**EXERCISE DESCRIPTION**
The answer must be an exact restatement of all the data.

**SOURCE MATERIAL**
======
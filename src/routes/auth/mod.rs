mod handler;
mod model;

pub(crate) use handler::create_account;
pub use handler::{login, register, verify_email};
pub use model::{LoginRequest, LoginResponse, RegisterRequest, VerifyEmailResponse};
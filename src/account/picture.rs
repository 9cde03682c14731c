use thiserror::Error;
use url::Url;

pub const ALLOWED_PICTURE_EXTENSIONS: [&str; 3] = ["jpg", "jpeg", "png"];

#[derive(Debug, Clone, Copy, PartialEq, Eq, Error)]
pub enum PictureUrlError {
    #[error("profile picture URL is not a valid URL")]
    Malformed,
    #[error("profile picture URL must use http or https")]
    UnsupportedScheme,
    #[error("profile picture must be a .jpg, .jpeg or .png file")]
    UnsupportedExtension,
}

impl PictureUrlError {
    pub fn code(self) -> &'static str {
        match self {
            PictureUrlError::Malformed => "malformed_url",
            PictureUrlError::UnsupportedScheme => "unsupported_scheme",
            PictureUrlError::UnsupportedExtension => "unsupported_extension",
        }
    }
}

/// Syntactic check of a profile picture URL. Nothing is fetched.
pub fn validate_profile_picture_url(raw: &str) -> Result<Url, PictureUrlError> {
    let url = Url::parse(raw.trim()).map_err(|_| PictureUrlError::Malformed)?;

    if !matches!(url.scheme(), "http" | "https") {
        return Err(PictureUrlError::UnsupportedScheme);
    }
    if url.host_str().is_none_or(str::is_empty) {
        return Err(PictureUrlError::Malformed);
    }

    let file_name = url
        .path_segments()
        .and_then(|mut segments| segments.next_back())
        .unwrap_or_default();

    match file_name.rsplit_once('.') {
        Some((_, ext))
            if ALLOWED_PICTURE_EXTENSIONS
                .iter()
                .any(|allowed| ext.eq_ignore_ascii_case(allowed)) =>
        {
            Ok(url)
        }
        _ => Err(PictureUrlError::UnsupportedExtension),
    }
}

#[cfg(test)]
mod tests {
    use super::*;

    #[test]
    fn accepts_allowed_extensions_in_any_case() {
        for raw in [
            "https://cdn.example.com/avatars/42.jpg",
            "https://cdn.example.com/avatars/42.JPEG",
            "http://localhost:9000/profile/me.Png",
            "https://cdn.example.com/a/b/c.png?size=64#top",
            "https://cdn.example.com/.png",
        ] {
            assert!(validate_profile_picture_url(raw).is_ok(), "{raw}");
        }
    }

    #[test]
    fn rejects_other_extensions() {
        for raw in [
            "https://cdn.example.com/avatars/42.gif",
            "https://cdn.example.com/avatars/42.jpg.exe",
            "https://cdn.example.com/avatars/png",
            "https://cdn.example.com/avatars/42.png/",
            "https://cdn.example.com/",
            "https://cdn.example.com/img?file=42.png",
        ] {
            assert_eq!(
                validate_profile_picture_url(raw),
                Err(PictureUrlError::UnsupportedExtension),
                "{raw}"
            );
        }
    }

    #[test]
    fn rejects_malformed_urls() {
        assert_eq!(
            validate_profile_picture_url("not a url.png"),
            Err(PictureUrlError::Malformed)
        );
        assert_eq!(
            validate_profile_picture_url("/relative/path.png"),
            Err(PictureUrlError::Malformed)
        );
    }

    #[test]
    fn rejects_non_http_schemes() {
        assert_eq!(
            validate_profile_picture_url("ftp://files.example.com/me.png"),
            Err(PictureUrlError::UnsupportedScheme)
        );
        assert_eq!(
            validate_profile_picture_url("file:///tmp/me.png"),
            Err(PictureUrlError::UnsupportedScheme)
        );
    }
}
use axum::{
    body::Body,
    extract::State,
    http::{Request, header::AUTHORIZATION},
    middleware::Next,
    response::Response,
};
use axum_extra::headers::{Authorization, HeaderMapExt, authorization::Bearer};
use uuid::Uuid;

use crate::{AppState, account::Role, error::AppError, utils::verify_token};

/// Who is making the request, resolved from the session token.
#[derive(Debug, Clone, Copy, PartialEq, Eq)]
pub struct Caller {
    pub account_id: Option<Uuid>,
    pub role: Role,
}

impl Caller {
    pub fn anonymous() -> Self {
        Self {
            account_id: None,
            role: Role::Anonymous,
        }
    }

    /// Id of the signed-in account, or `Unauthorized` for anonymous callers.
    pub fn account_id(&self) -> Result<Uuid, AppError> {
        self.account_id.ok_or(AppError::Unauthorized)
    }
}

/// Resolve the caller and store it as a request extension.
///
/// No `Authorization` header means an anonymous caller; the role gate in each
/// handler decides what that caller may do. A header that is present but is
/// not a valid, unexpired bearer token is rejected outright.
pub async fn auth_middleware(
    State(state): State<AppState>,
    mut req: Request<Body>,
    next: Next,
) -> Result<Response, AppError> {
    let caller = if req.headers().contains_key(AUTHORIZATION) {
        let bearer = req
            .headers()
            .typed_get::<Authorization<Bearer>>()
            .ok_or(AppError::Unauthorized)?;

        let claims = verify_token(bearer.token(), &state.config).map_err(|e| {
            tracing::debug!("session token rejected: {}", e);
            AppError::Unauthorized
        })?;

        Caller {
            account_id: Some(claims.sub),
            role: claims.role,
        }
    } else {
        Caller::anonymous()
    };

    req.extensions_mut().insert(caller);
    Ok(next.run(req).await)
}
======
**ANSWER BOX**
filename src/routes/auth/mod.rs
mod handler;
mod model;

pub(crate) use handler::create_account;
pub use handler::{login, register, verify_email};
pub use model::{LoginRequest, LoginResponse, RegisterRequest, VerifyEmailResponse};
filename src/account/picture.rs
repository 9cde03682c14731c
use thiserror::Error;
use url::Url;

pub const ALLOWED_PICTURE_EXTENSIONS: [&str; 3] = ["jpg", "jpeg", "png"];

#[derive(Debug, Clone, Copy, PartialEq, Eq, Error)]
pub enum PictureUrlError {
    #[error("profile picture URL is not a valid URL")]
    Malformed,
    #[error("profile picture URL must use http or https")]
    UnsupportedScheme,
    #[error("profile picture must be a .jpg, .jpeg or .png file")]
    UnsupportedExtension,
}

impl PictureUrlError {
    pub fn code(self) -> &'static str {
        match self {
            PictureUrlError::Malformed => "malformed_url",
            PictureUrlError::UnsupportedScheme => "unsupported_scheme",
            PictureUrlError::UnsupportedExtension => "unsupported_extension",
        }
    }
}

/// Syntactic check of a profile picture URL. Nothing is fetched.
pub fn validate_profile_picture_url(raw: &str) -> Result<Url, PictureUrlError> {
    let url = Url::parse(raw.trim()).map_err(|_| PictureUrlError::Malformed)?;

    if !matches!(url.scheme(), "http" | "https") {
        return Err(PictureUrlError::UnsupportedScheme);
    }
    if url.host_str().is_none_or(str::is_empty) {
        return Err(PictureUrlError::Malformed);
    }

    let file_name = url
        .path_segments()
        .and_then(|mut segments| segments.next_back())
        .unwrap_or_default();

    match file_name.rsplit_once('.') {
        Some((_, ext))
            if ALLOWED_PICTURE_EXTENSIONS
                .iter()
                .any(|allowed| ext.eq_ignore_ascii_case(allowed)) =>
        {
            Ok(url)
        }
        _ => Err(PictureUrlError::UnsupportedExtension),
    }
}

#[cfg(test)]
mod tests {
    use super::*;

    #[test]
    fn accepts_allowed_extensions_in_any_case() {
        for raw in [
            "https://cdn.example.com/avatars/42.jpg",
            "https://cdn.example.com/avatars/42.JPEG",
            "http://localhost:9000/profile/me.Png",
            "https://cdn.example.com/a/b/c.png?size=64#top",
            "https://cdn.example.com/.png",
        ] {
            assert!(validate_profile_picture_url(raw).is_ok(), "{raw}");
        }
    }

    #[test]
    fn rejects_other_extensions() {
        for raw in [
            "https://cdn.example.com/avatars/42.gif",
            "https://cdn.example.com/avatars/42.jpg.exe",
            "https://cdn.example.com/avatars/png",
            "https://cdn.example.com/avatars/42.png/",
            "https://cdn.example.com/",
            "https://cdn.example.com/img?file=42.png",
        ] {
            assert_eq!(
                validate_profile_picture_url(raw),
                Err(PictureUrlError::UnsupportedExtension),
                "{raw}"
            );
        }
    }

    #[test]
    fn rejects_malformed_urls() {
        assert_eq!(
            validate_profile_picture_url("not a url.png"),
            Err(PictureUrlError::Malformed)
        );
        assert_eq!(
            validate_profile_picture_url("/relative/path.png"),
            Err(PictureUrlError::Malformed)
        );
    }

    #[test]
    fn rejects_non_http_schemes() {
        assert_eq!(
            validate_profile_picture_url("ftp://files.example.com/me.png"),
            Err(PictureUrlError::UnsupportedScheme)
        );
        assert_eq!(
            validate_profile_picture_url("file:///tmp/me.png"),
            Err(PictureUrlError::UnsupportedScheme)
        );
    }
}
use axum::{
    body::Body,
    extract::State,
    http::{Request, header::AUTHORIZATION},
    middleware::Next,
    response::Response,
};
use axum_extra::headers::{Authorization, HeaderMapExt, authorization::Bearer};
use uuid::Uuid;

use crate::{AppState, account::Role, error::AppError, utils::verify_token};

/// Who is making the request, resolved from the session token.
#[derive(Debug, Clone, Copy, PartialEq, Eq)]
pub struct Caller {
    pub account_id: Option<Uuid>,
    pub role: Role,
}

impl Caller {
    pub fn anonymous() -> Self {
        Self {
            account_id: None,
            role: Role::Anonymous,
        }
    }

    /// Id of the signed-in account, or `Unauthorized` for anonymous callers.
    pub fn account_id(&self) -> Result<Uuid, AppError> {
        self.account_id.ok_or(AppError::Unauthorized)
    }
}

/// Resolve the caller and store it as a request extension.
///
/// No `Authorization` header means an anonymous caller; the role gate in each
/// handler decides what that caller may do. A header that is present but is
/// not a valid, unexpired bearer token is rejected outright.
pub async fn auth_middleware(
    State(state): State<AppState>,
    mut req: Request<Body>,
    next: Next,
) -> Result<Response, AppError> {
    let caller = if req.headers().contains_key(AUTHORIZATION) {
        let bearer = req
            .headers()
            .typed_get::<Authorization<Bearer>>()
            .ok_or(AppError::Unauthorized)?;

        let claims = verify_token(bearer.token(), &state.config).map_err(|e| {
            tracing::debug!("session token rejected: {}", e);
            AppError::Unauthorized
        })?;

        Caller {
            account_id: Some(claims.sub),
            role: claims.role,
        }
    } else {
        Caller::anonymous()
    };

    req.extensions_mut().insert(caller);
    Ok(next.run(req).await)
}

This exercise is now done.